A kind of taro (Leucocassia giguntea Schott.) which is met with in the Southern States we cultivate for the stalk, which is used as a salad.

Konjak (Conaphollus konjakis grown in shady, moist ground. It is boiled and mashed up and made into gelatinous cakes, in which shape it enters into our kitchens. Common and sweet potatoes need no special notice. The former is grown comparatively little in the northern part, and the latter is extensively grown in the South, where farmers live almost entirely on this tuber, as the Irish do on the common potato in Ireland. A variety called Forty Days may be noticed on account of its earliness.
Konjak, which is also called konnyaku, like potato, is a good source of starch.  I found this cool video of an artist who uses it as a base to hold pigment. (Remember, I teach art :-)

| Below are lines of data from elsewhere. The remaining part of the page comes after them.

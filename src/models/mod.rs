//! Sequencing domain models.
//!
//! Provides the input type (`Task`) and the result types (`ScheduledItem`,
//! `SchedulePlan`) for single-resource deadline sequencing. Tasks are
//! constructed by the caller; plan types are produced by the sequencer and
//! never mutated afterwards.

mod plan;
mod task;

pub use plan::{SchedulePlan, ScheduledItem};
pub use task::{Priority, Task};
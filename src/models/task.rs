//! Task model.
//!
//! A task is a unit of work with a processing duration and an absolute
//! deadline. Priority and client are informational labels carried through
//! to the plan; they never influence execution order.
//!
//! # Time Representation
//! Deadlines are naive wall-clock datetimes (no timezone). Durations are
//! fractional hours; `duration()` converts to a `chrono::Duration` with
//! millisecond precision.

use chrono::{Duration, NaiveDateTime};
use serde::{Deserialize, Serialize};

/// Informational urgency label.
///
/// Does not affect sequencing — order is decided by deadline alone.
#[derive(Debug, Clone, Copy, Default, PartialEq, Eq, Serialize, Deserialize)]
pub enum Priority {
    /// Low urgency.
    Low,
    /// Normal urgency.
    #[default]
    Medium,
    /// High urgency.
    High,
}

impl std::fmt::Display for Priority {
    fn fmt(&self, f: &mut std::fmt::Formatter<'_>) -> std::fmt::Result {
        let s = match self {
            Priority::Low => "low",
            Priority::Medium => "medium",
            Priority::High => "high",
        };
        f.write_str(s)
    }
}

/// A task to be sequenced.
///
/// Well-formed tasks have a unique `id` and a finite, non-negative
/// `duration_hours`; see `validation::validate_tasks`. The sequencer
/// assumes validated input and neither mutates nor retains tasks beyond
/// one invocation.
#[derive(Debug, Clone, PartialEq, Serialize, Deserialize)]
pub struct Task {
    /// Unique task identifier.
    pub id: u32,
    /// Human-readable name.
    pub name: String,
    /// Processing duration in hours.
    pub duration_hours: f64,
    /// Latest completion time.
    pub deadline: NaiveDateTime,
    /// Urgency label (informational only).
    pub priority: Priority,
    /// Client or owner tag (informational only).
    pub client: String,
}

impl Task {
    /// Creates a task with the given identity, duration, and deadline.
    pub fn new(
        id: u32,
        name: impl Into<String>,
        duration_hours: f64,
        deadline: NaiveDateTime,
    ) -> Self {
        Self {
            id,
            name: name.into(),
            duration_hours,
            deadline,
            priority: Priority::default(),
            client: String::new(),
        }
    }

    /// Sets the urgency label.
    pub fn with_priority(mut self, priority: Priority) -> Self {
        self.priority = priority;
        self
    }

    /// Sets the client tag.
    pub fn with_client(mut self, client: impl Into<String>) -> Self {
        self.client = client.into();
        self
    }

    /// Processing duration as a time delta, rounded to whole milliseconds.
    pub fn duration(&self) -> Duration {
        Duration::milliseconds((self.duration_hours * 3_600_000.0).round() as i64)
    }
}
//! Should-respond classification for a single turn.

use std::sync::Arc;

use anyhow::{Context, Result};

use crate::composer::{ContextComposer, State};
use crate::model::{Classifier, ModelClass};
use crate::templates::TemplateKind;
use crate::turn::Turn;

/// Outcome vocabulary of the should-respond classifier.
#[derive(Debug, Clone, Copy, PartialEq, Eq)]
pub enum ParticipationDecision {
    Respond,
    Ignore,
    Stop,
}

impl ParticipationDecision {
    /// Exact-match parse of a classifier token.
    pub fn from_token(token: &str) -> Option<Self> {
        match token {
            "RESPOND" => Some(Self::Respond),
            "IGNORE" => Some(Self::Ignore),
            "STOP" => Some(Self::Stop),
            _ => None,
        }
    }

    /// Only `RESPOND` participates; unknown tokens never do.
    pub fn participates(token: &str) -> bool {
        Self::from_token(token) == Some(Self::Respond)
    }
}

/// Latest non-blank line of `history`.
pub fn last_non_empty_line(history: &str) -> Option<&str> {
    history.lines().rev().find(|line| !line.trim().is_empty())
}

pub struct ResponseDecisionEngine {
    composer: Arc<dyn ContextComposer>,
    classifier: Arc<dyn Classifier>,
}

impl ResponseDecisionEngine {
    pub fn new(composer: Arc<dyn ContextComposer>, classifier: Arc<dyn Classifier>) -> Self {
        Self {
            composer,
            classifier,
        }
    }

    /// Decide whether the agent should contribute after `turn`.
    ///
    /// Malformed classifier output is a negative decision, not an error.
    /// Errors only come from the composer or the classifier transport.
    pub async fn should_respond(&self, turn: &Turn, state: &State) -> Result<bool> {
        let mut decision_state = state.clone();
        decision_state.last_message = last_non_empty_line(&state.recent_messages)
            .unwrap_or_default()
            .to_string();

        let context = self
            .composer
            .render_template(&decision_state, TemplateKind::ShouldRespond)
            .await
            .context("Failed to render should-respond context")?;

        let token = self
            .classifier
            .decide(&context, ModelClass::Small)
            .await
            .context("Should-respond classification failed")?;

        let respond = ParticipationDecision::participates(&token);
        tracing::info!(
            "Decision for turn {}: {:?} (respond: {})",
            turn.id,
            token,
            respond
        );
        Ok(respond)
    }
}

#[cfg(test)]
mod tests {
    use super::*;
    use crate::composer::TemplateComposer;
    use crate::config::CharacterConfig;
    use crate::store::InMemoryTurnStore;
    use crate::testing::{turn, FailingClassifier, StubClassifier};

    fn engine_with(classifier: Arc<dyn Classifier>) -> ResponseDecisionEngine {
        let composer = Arc::new(TemplateComposer::new(
            Arc::new(InMemoryTurnStore::new()),
            CharacterConfig::default(),
            "agent-1".to_string(),
            32,
        ));
        ResponseDecisionEngine::new(composer, classifier)
    }

    fn state_with_history(history: &str) -> State {
        State {
            agent_name: "wuchang".to_string(),
            role: "witch".to_string(),
            recent_messages: history.to_string(),
            ..Default::default()
        }
    }

    #[test]
    fn last_line_skips_trailing_blank_entries() {
        assert_eq!(
            last_non_empty_line("(1) a: hi\n(2) b: vote\n\n   \n"),
            Some("(2) b: vote")
        );
        assert_eq!(last_non_empty_line("\n\n"), None);
        assert_eq!(last_non_empty_line(""), None);
    }

    #[test]
    fn only_the_exact_respond_token_participates() {
        assert!(ParticipationDecision::participates("RESPOND"));
        for token in ["IGNORE", "STOP", "respond", "[RESPOND]", " RESPOND", "", "maybe"] {
            assert!(!ParticipationDecision::participates(token), "{:?}", token);
        }
        assert_eq!(
            ParticipationDecision::from_token("STOP"),
            Some(ParticipationDecision::Stop)
        );
    }

    #[tokio::test]
    async fn respond_token_yields_participation() {
        let classifier = Arc::new(StubClassifier::new("RESPOND"));
        let engine = engine_with(classifier.clone());
        let history = "(1) [host] reubenhe: witch, open your eyes\n";

        let respond = engine
            .should_respond(&turn("r", "host", "witch, open your eyes", 1), &state_with_history(history))
            .await
            .unwrap();

        assert!(respond);
        let contexts = classifier.contexts.lock().unwrap();
        assert_eq!(contexts.len(), 1);
        assert!(contexts[0].0.contains("(1) [host] reubenhe: witch, open your eyes"));
        assert!(contexts[0].0.contains("witch"));
        assert_eq!(contexts[0].1, ModelClass::Small);
    }

    #[tokio::test]
    async fn other_tokens_yield_no_participation() {
        for token in ["IGNORE", "STOP", "I think I should speak"] {
            let engine = engine_with(Arc::new(StubClassifier::new(token)));
            let respond = engine
                .should_respond(&turn("r", "u", "hi", 1), &state_with_history("(1) u: hi"))
                .await
                .unwrap();
            assert!(!respond, "{}", token);
        }
    }

    #[tokio::test]
    async fn decision_sees_only_the_latest_history_line() {
        let classifier = Arc::new(StubClassifier::new("IGNORE"));
        let engine = engine_with(classifier.clone());
        let history = "(1) [a] old: first message\n(2) [b] new: latest message\n\n";

        engine
            .should_respond(&turn("r", "b", "latest message", 2), &state_with_history(history))
            .await
            .unwrap();

        let contexts = classifier.contexts.lock().unwrap();
        assert!(contexts[0].0.contains("(2) [b] new: latest message"));
        assert!(!contexts[0].0.contains("first message"));
    }

    #[tokio::test]
    async fn classifier_failure_is_an_error() {
        let engine = engine_with(Arc::new(FailingClassifier));
        let result = engine
            .should_respond(&turn("r", "u", "hi", 1), &state_with_history("(1) u: hi"))
            .await;
        assert!(result.is_err());
    }
}
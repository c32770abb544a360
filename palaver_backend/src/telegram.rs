//! Telegram Bot API integration.
//!
//! Outbound: [`TelegramChannel`] delivers reply chunks with `sendMessage`.
//! Inbound: [`spawn_listener`] long-polls `getUpdates` and records messages
//! from the reply chat as turns, which the poller then picks up.

use std::time::Duration;

use anyhow::{Context, Result};
use async_trait::async_trait;
use serde::Deserialize;
use tokio::task::JoinHandle;

use crate::channel::{Channel, DeliveryReceipt, OutboundMessage};
use crate::http_client::build_http_client_with_timeout;
use crate::recorder::{ReceivedMessage, TurnRecorder};
use crate::turn::{room_id_for_chat, user_id_for};

pub const SOURCE: &str = "telegram";

const LONG_POLL_SECS: u64 = 30;

// ─── Telegram API types ──────────────────────────────────────────────────────

#[derive(Deserialize)]
struct TelegramResponse<T> {
    ok: bool,
    result: Option<T>,
    description: Option<String>,
}

#[derive(Debug, Deserialize)]
pub struct Update {
    pub update_id: i64,
    pub message: Option<TelegramMessage>,
}

#[derive(Debug, Deserialize)]
pub struct TelegramMessage {
    pub message_id: i64,
    /// Unix seconds
    pub date: i64,
    pub chat: TelegramChat,
    pub from: Option<TelegramUser>,
    pub text: Option<String>,
    pub caption: Option<String>,
}

#[derive(Debug, Deserialize)]
pub struct TelegramChat {
    pub id: i64,
    #[serde(rename = "type", default)]
    pub kind: String,
}

#[derive(Debug, Deserialize)]
pub struct TelegramUser {
    pub id: i64,
    #[serde(default)]
    pub is_bot: bool,
    pub first_name: Option<String>,
    pub username: Option<String>,
}

fn api_base(token: &str) -> String {
    format!("https://api.telegram.org/bot{}", token)
}

// ─── Outbound ────────────────────────────────────────────────────────────────

pub struct TelegramChannel {
    client: reqwest::Client,
    api_base: String,
}

impl TelegramChannel {
    pub fn new(token: &str) -> Result<Self> {
        Ok(Self {
            client: build_http_client_with_timeout(Some(Duration::from_secs(30)))?,
            api_base: api_base(token),
        })
    }
}

/// `sendMessage` body for one outbound message.
fn send_message_payload(message: &OutboundMessage) -> Result<serde_json::Value> {
    let chat_id: i64 = message
        .room_id
        .trim()
        .parse()
        .with_context(|| format!("Invalid Telegram chat id {:?}", message.room_id))?;

    let mut payload = serde_json::json!({ "chat_id": chat_id, "text": message.text });
    if let Some(reply_to) = message.reply_to.as_deref() {
        match reply_to.parse::<i64>() {
            Ok(message_id) => {
                payload["reply_parameters"] = serde_json::json!({
                    "message_id": message_id,
                    "allow_sending_without_reply": true
                });
            }
            Err(_) => tracing::warn!("Telegram: ignoring non-numeric reply_to {:?}", reply_to),
        }
    }
    Ok(payload)
}

#[async_trait]
impl Channel for TelegramChannel {
    async fn send(&self, message: OutboundMessage) -> Result<DeliveryReceipt> {
        let payload = send_message_payload(&message)?;
        let url = format!("{}/sendMessage", self.api_base);

        let resp = self
            .client
            .post(&url)
            .json(&payload)
            .send()
            .await
            .context("Telegram sendMessage request failed")?;
        let status = resp.status();
        let body: TelegramResponse<TelegramMessage> = resp
            .json()
            .await
            .with_context(|| format!("Telegram sendMessage returned unreadable body (HTTP {})", status))?;

        if !body.ok {
            anyhow::bail!(
                "Telegram sendMessage failed: HTTP {} {}",
                status,
                body.description.unwrap_or_default()
            );
        }
        let sent = body
            .result
            .context("Telegram sendMessage returned no message")?;

        tracing::debug!("Telegram: sent message {} to chat {}", sent.message_id, sent.chat.id);
        Ok(DeliveryReceipt {
            id: sent.message_id.to_string(),
            timestamp: sent.date * 1000,
            text: message.text,
        })
    }
}

// ─── Inbound ─────────────────────────────────────────────────────────────────

#[derive(Debug, Clone)]
pub struct ListenerSettings {
    /// The only group chat whose messages are recorded
    pub allowed_chat_id: i64,
    /// Drop private chats with the bot instead of recording them in their
    /// own room
    pub ignore_direct_messages: bool,
}

/// Convert an incoming message into a turn candidate, or `None` when it
/// should not enter the conversation.
pub fn received_from_message(
    msg: TelegramMessage,
    settings: &ListenerSettings,
) -> Option<ReceivedMessage> {
    if msg.chat.kind == "private" {
        if settings.ignore_direct_messages {
            tracing::debug!("Telegram: ignoring direct message in chat {}", msg.chat.id);
            return None;
        }
    } else if msg.chat.id != settings.allowed_chat_id {
        tracing::debug!("Telegram: ignoring message from chat {}", msg.chat.id);
        return None;
    }

    let text = msg
        .text
        .or(msg.caption)
        .map(|t| t.trim().to_string())
        .filter(|t| !t.is_empty())?;
    let from = msg.from?;
    if from.is_bot {
        return None;
    }

    Some(ReceivedMessage {
        room_id: room_id_for_chat(msg.chat.id),
        user_id: user_id_for(from.id),
        user_name: from.username.or(from.first_name),
        text,
        source: SOURCE.to_string(),
        external_id: Some(msg.message_id.to_string()),
        timestamp: msg.date * 1000,
    })
}

/// Spawn the long-polling listener task.
pub fn spawn_listener(
    token: &str,
    recorder: TurnRecorder,
    settings: ListenerSettings,
) -> Result<JoinHandle<()>> {
    let client =
        build_http_client_with_timeout(Some(Duration::from_secs(LONG_POLL_SECS + 10)))?;
    let api_base = api_base(token);

    Ok(tokio::spawn(async move {
        tracing::info!(
            "Telegram listener active (chat: {}, ignore_direct_messages: {})",
            settings.allowed_chat_id,
            settings.ignore_direct_messages
        );
        run_listener(client, api_base, recorder, settings).await;
    }))
}

async fn run_listener(
    client: reqwest::Client,
    api_base: String,
    recorder: TurnRecorder,
    settings: ListenerSettings,
) {
    let mut offset: i64 = 0;

    loop {
        let updates = match poll_updates(&client, &api_base, offset).await {
            Some(u) => u,
            None => continue,
        };

        for update in updates {
            offset = update.update_id + 1;

            let Some(received) = update
                .message
                .and_then(|msg| received_from_message(msg, &settings))
            else {
                continue;
            };

            tracing::info!("Telegram [{}]: {:?}", received.room_id, received.text);
            match recorder.record_received(received).await {
                Ok(Some(turn)) => tracing::debug!("Telegram: recorded turn {}", turn.id),
                Ok(None) => tracing::debug!("Telegram: message already recorded"),
                Err(e) => tracing::error!("Telegram: failed to store message: {:#}", e),
            }
        }
    }
}

async fn poll_updates(
    client: &reqwest::Client,
    api_base: &str,
    offset: i64,
) -> Option<Vec<Update>> {
    let url = format!("{}/getUpdates", api_base);
    let params = serde_json::json!({
        "offset": offset,
        "timeout": LONG_POLL_SECS,
        "allowed_updates": ["message"]
    });

    let resp = match client.post(&url).json(&params).send().await {
        Ok(r) => r,
        Err(e) => {
            tracing::warn!("Telegram getUpdates error: {}", e);
            tokio::time::sleep(Duration::from_secs(5)).await;
            return None;
        }
    };

    let body: TelegramResponse<Vec<Update>> = match resp.json().await {
        Ok(b) => b,
        Err(e) => {
            tracing::warn!("Telegram getUpdates parse error: {}", e);
            tokio::time::sleep(Duration::from_secs(5)).await;
            return None;
        }
    };

    if !body.ok {
        tracing::warn!(
            "Telegram API returned ok=false: {}",
            body.description.unwrap_or_default()
        );
        tokio::time::sleep(Duration::from_secs(10)).await;
        return None;
    }

    Some(body.result.unwrap_or_default())
}
pub mod channel;
pub mod chunker;
pub mod composer;
pub mod config;
pub mod database;
pub mod decision;
pub mod events;
pub mod generator;
pub mod http_client;
pub mod llm_client;
pub mod model;
pub mod pipeline;
pub mod poller;
pub mod recorder;
pub mod runtime;
pub mod store;
pub mod telegram;
pub mod templates;
pub mod turn;

#[cfg(test)]
mod testing;
use anyhow::{Context, Result};
use serde::{Deserialize, Serialize};
use std::env;
use std::fs;
use std::path::PathBuf;

use crate::chunker::MAX_MESSAGE_LENGTH;
use crate::poller::BacklogPolicy;
use crate::turn::{derive_id, room_id_for_chat};

/// Per-character template overrides.
///
/// Lookups go channel-specific override first, then the character's generic
/// override, then the built-in default.
#[derive(Debug, Clone, Serialize, Deserialize, Default)]
pub struct TemplateOverrides {
    #[serde(default)]
    pub telegram_should_respond: Option<String>,
    #[serde(default)]
    pub should_respond: Option<String>,
    #[serde(default)]
    pub telegram_message_handler: Option<String>,
    #[serde(default)]
    pub message_handler: Option<String>,
}

#[derive(Debug, Clone, Serialize, Deserialize)]
pub struct CharacterConfig {
    #[serde(default = "default_character_name")]
    pub name: String,
    #[serde(default)]
    pub bio: String,
    #[serde(default)]
    pub lore: String,
    /// Role the agent plays in the room (e.g. a seat in a game)
    #[serde(default)]
    pub role: String,
    /// Domain rules the agent must follow (game rules, house rules, ...)
    #[serde(default)]
    pub rules: String,
    #[serde(default)]
    pub message_examples: String,
    #[serde(default)]
    pub templates: TemplateOverrides,
}

fn default_character_name() -> String {
    "Palaver".to_string()
}

impl Default for CharacterConfig {
    fn default() -> Self {
        Self {
            name: default_character_name(),
            bio: String::new(),
            lore: String::new(),
            role: String::new(),
            rules: String::new(),
            message_examples: String::new(),
            templates: TemplateOverrides::default(),
        }
    }
}

#[derive(Debug, Clone, Serialize, Deserialize)]
pub struct PalaverConfig {
    // LLM configuration (OpenAI-compatible: Ollama, LM Studio, vLLM, OpenAI, etc.)
    #[serde(default = "default_llm_url")]
    pub llm_api_url: String,
    #[serde(default = "default_llm_model")]
    pub llm_model: String,
    #[serde(default)]
    pub llm_api_key: Option<String>,
    #[serde(default)]
    pub model_small: Option<String>,
    #[serde(default)]
    pub model_medium: Option<String>,
    #[serde(default)]
    pub model_large: Option<String>,

    // Agent identity; empty means "derived from the character name"
    #[serde(default)]
    pub agent_id: String,

    // Rooms
    /// Room watched for new turns. Empty means "the room of `reply_chat_id`".
    #[serde(default)]
    pub watched_room_id: String,
    /// Outbound chat replies are delivered to.
    #[serde(default)]
    pub reply_chat_id: String,

    // Polling and delivery
    #[serde(default = "default_poll_interval_ms")]
    pub poll_interval_ms: u64,
    #[serde(default)]
    pub backlog_policy: BacklogPolicy,
    #[serde(default = "default_max_message_length")]
    pub max_message_length: usize,
    #[serde(default = "default_recent_message_count")]
    pub recent_message_count: usize,
    /// Send the first chunk of a reply as a reply to the source message
    #[serde(default)]
    pub reply_to_source: bool,

    // Telegram
    #[serde(default)]
    pub telegram_bot_token: Option<String>,
    #[serde(default)]
    pub ignore_direct_messages: bool,
    #[serde(default = "default_true")]
    pub enable_inbound_listener: bool,

    #[serde(default = "default_database_path")]
    pub database_path: String,

    #[serde(default)]
    pub character: CharacterConfig,
}

fn default_llm_url() -> String {
    "http://localhost:11434/v1".to_string()
}

fn default_llm_model() -> String {
    "llama3.2".to_string()
}

fn default_poll_interval_ms() -> u64 {
    1000
}

fn default_max_message_length() -> usize {
    MAX_MESSAGE_LENGTH
}

fn default_recent_message_count() -> usize {
    32
}

fn default_true() -> bool {
    true
}

fn default_database_path() -> String {
    "palaver.db".to_string()
}

impl Default for PalaverConfig {
    fn default() -> Self {
        Self {
            llm_api_url: default_llm_url(),
            llm_model: default_llm_model(),
            llm_api_key: None,
            model_small: None,
            model_medium: None,
            model_large: None,
            agent_id: String::new(),
            watched_room_id: String::new(),
            reply_chat_id: String::new(),
            poll_interval_ms: default_poll_interval_ms(),
            backlog_policy: BacklogPolicy::default(),
            max_message_length: default_max_message_length(),
            recent_message_count: default_recent_message_count(),
            reply_to_source: false,
            telegram_bot_token: None,
            ignore_direct_messages: false,
            enable_inbound_listener: true,
            database_path: default_database_path(),
            character: CharacterConfig::default(),
        }
    }
}

impl PalaverConfig {
    /// Get the directory containing the executable
    fn get_base_dir() -> PathBuf {
        match std::env::current_exe() {
            Ok(exe_path) => exe_path
                .parent()
                .map(|p| p.to_path_buf())
                .unwrap_or_else(|| PathBuf::from(".")),
            Err(_) => PathBuf::from("."),
        }
    }

    /// Get the path to the config file (relative to executable)
    pub fn config_path() -> PathBuf {
        Self::get_base_dir().join("palaver_config.toml")
    }

    /// Load config from palaver_config.toml (next to executable), falling back to env vars
    pub fn load() -> Self {
        let path = Self::config_path();

        if let Ok(contents) = fs::read_to_string(&path) {
            match toml::from_str::<PalaverConfig>(&contents) {
                Ok(config) => {
                    tracing::info!("Loaded config from {:?}", path);
                    return config;
                }
                Err(e) => {
                    tracing::error!("Failed to parse {:?}: {}", path, e);
                }
            }
        }

        tracing::warn!("No config file found, using defaults + env vars");
        Self::from_env()
    }

    /// Defaults overridden by environment variables
    pub fn from_env() -> Self {
        let mut config = Self::default();

        if let Ok(url) = env::var("LLM_API_URL") {
            config.llm_api_url = url;
        }

        if let Ok(model) = env::var("LLM_MODEL") {
            config.llm_model = model;
        }

        if let Ok(model) = env::var("LLM_MODEL_SMALL") {
            config.model_small = Some(model);
        }

        if let Ok(key) = env::var("LLM_API_KEY") {
            config.llm_api_key = Some(key);
        }

        if let Ok(room) = env::var("PALAVER_WATCHED_ROOM_ID") {
            config.watched_room_id = room.trim().to_string();
        }

        if let Ok(chat) = env::var("PALAVER_REPLY_CHAT_ID") {
            config.reply_chat_id = chat.trim().to_string();
        }

        if let Ok(interval) = env::var("PALAVER_POLL_INTERVAL_MS") {
            if let Ok(ms) = interval.parse() {
                config.poll_interval_ms = ms;
            }
        }

        if let Ok(path) = env::var("PALAVER_DATABASE_PATH") {
            if !path.trim().is_empty() {
                config.database_path = path;
            }
        }

        if let Ok(enabled) = env::var("PALAVER_IGNORE_DIRECT_MESSAGES") {
            config.ignore_direct_messages = enabled.eq_ignore_ascii_case("1")
                || enabled.eq_ignore_ascii_case("true")
                || enabled.eq_ignore_ascii_case("yes");
        }

        if let Ok(name) = env::var("AGENT_NAME") {
            config.character.name = name;
        }

        config
    }

    /// Agent id, derived from the character name when not configured.
    pub fn agent_id(&self) -> String {
        if self.agent_id.trim().is_empty() {
            derive_id(&format!("agent:{}", self.character.name))
        } else {
            self.agent_id.trim().to_string()
        }
    }

    /// Room the poller watches.
    pub fn watched_room(&self) -> Result<String> {
        if !self.watched_room_id.trim().is_empty() {
            return Ok(self.watched_room_id.trim().to_string());
        }
        let chat_id: i64 = self
            .reply_chat_id
            .trim()
            .parse()
            .with_context(|| {
                format!(
                    "watched_room_id is unset and reply_chat_id {:?} is not a chat id",
                    self.reply_chat_id
                )
            })?;
        Ok(room_id_for_chat(chat_id))
    }

    /// Telegram token: config first, then `TELEGRAM_BOT_TOKEN_<NAME>`, then
    /// `TELEGRAM_BOT_TOKEN`.
    pub fn telegram_token(&self) -> Option<String> {
        if let Some(token) = self
            .telegram_bot_token
            .as_deref()
            .map(str::trim)
            .filter(|t| !t.is_empty())
        {
            return Some(token.to_string());
        }
        let per_character = format!("TELEGRAM_BOT_TOKEN_{}", self.character.name);
        [per_character.as_str(), "TELEGRAM_BOT_TOKEN"]
            .iter()
            .filter_map(|key| env::var(key).ok())
            .map(|t| t.trim().to_string())
            .find(|t| !t.is_empty())
    }
}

The Japanese yam (Dioscorea Japunica) is used quite extensively. The roots of wild plants are best in quality. The roots will grow two inches in diameter and three or four feet long the first year. Digging them is hard, laborious work. A variety called Fist grows nearer the surface.
A variety of lily (lilium tigrinum) is grown in the corners of fields where the plowshare can not go, and thus the ground is economized. We get the bulbs two or three inches in diameter, in two or three years.
Our onions are not grown for the bulbs, but for the green, tender stalks, which are used like celery.
Peas and beans are so numerous in varieties that they can not be easily described. Besides common cultivated peas and beans, we have asparagus beans with long and tender pods, ensiform beans, many kinds of kidney beans and soy beans (soya hispida), etc. Some are used green, in pod, and the seeds are mostly used for making different kinds of cakes or as parched beans. The most important crop among our pulse is the soy bean. The annual product is about the same as that of wheat, viz.: eleven and one-half million bushels. This large amount is consumed in three different forms in our culinary uses, viz.: miso, shioyu and tofu. The first and second are made of the beans, wheat or barley, common salt and water; the first in the form of paste, and the second a liquid, commonly called Japanese sauce. The third is a white mass, made by coagulating extract juice of the bean with a solution of epsom salts. This is called Chinese cheese by the English.
Tofu is very extensively and commonly used, especially among those living apart from the seacoast, and where they can not get fresh fish, this is cooked and used as a substitute for fish. This bean is exceedingly rich in nitrogenous substances. It contains about thirty-seven per cent, of albuminoids, or over three times as much as wheat, barley, or oats, and one and a half times as much as peas or beans. So far, our people are the most extensive consumers of pulse of any people in the world. It seems to me that it is caused by the demand for nitrogenous food, which was almost excluded from animal food besides fishes on our table.
Egg plants are mostly oblong and large. Recently two Chinese varieties were introduced; one is very long and another very large and round. The former is about one inch by one foot and a half; the latter is over six inches in diameter. They are not popular.
Among the gourd family, our squashes are small, but solid and very sweet. They are flattened, deeply grooved, and of reddish color. A small oblong variety of golden muskmelon is common and popular. It is rich in flavor and taste.
Cucumbers are grown only for use in early spring, and afterwards varieties of cucumis common take their place. They are hardy and profitable. The gourd was formerly one of our novelties for receiving any liquid. Different forms of gourds are more or less artificially designed.
In the southern islands a large variety of lageniria daristemon (possibly the winter melon)  is grown sometimes two feet by three feet, of green skin and white powdered. The flesh is soft. In some parts varieties of luffa (L. patola) are used when young. Lately a large variety was introduced, being about eight to nine feet. When ripened, the inside network is used as a sponge.
Balsam apples (momordica charantia) are grown. They are commonly fusiform, but in the southern part there is a larger variety, white instead of green, which is not so bitter as the small green variety.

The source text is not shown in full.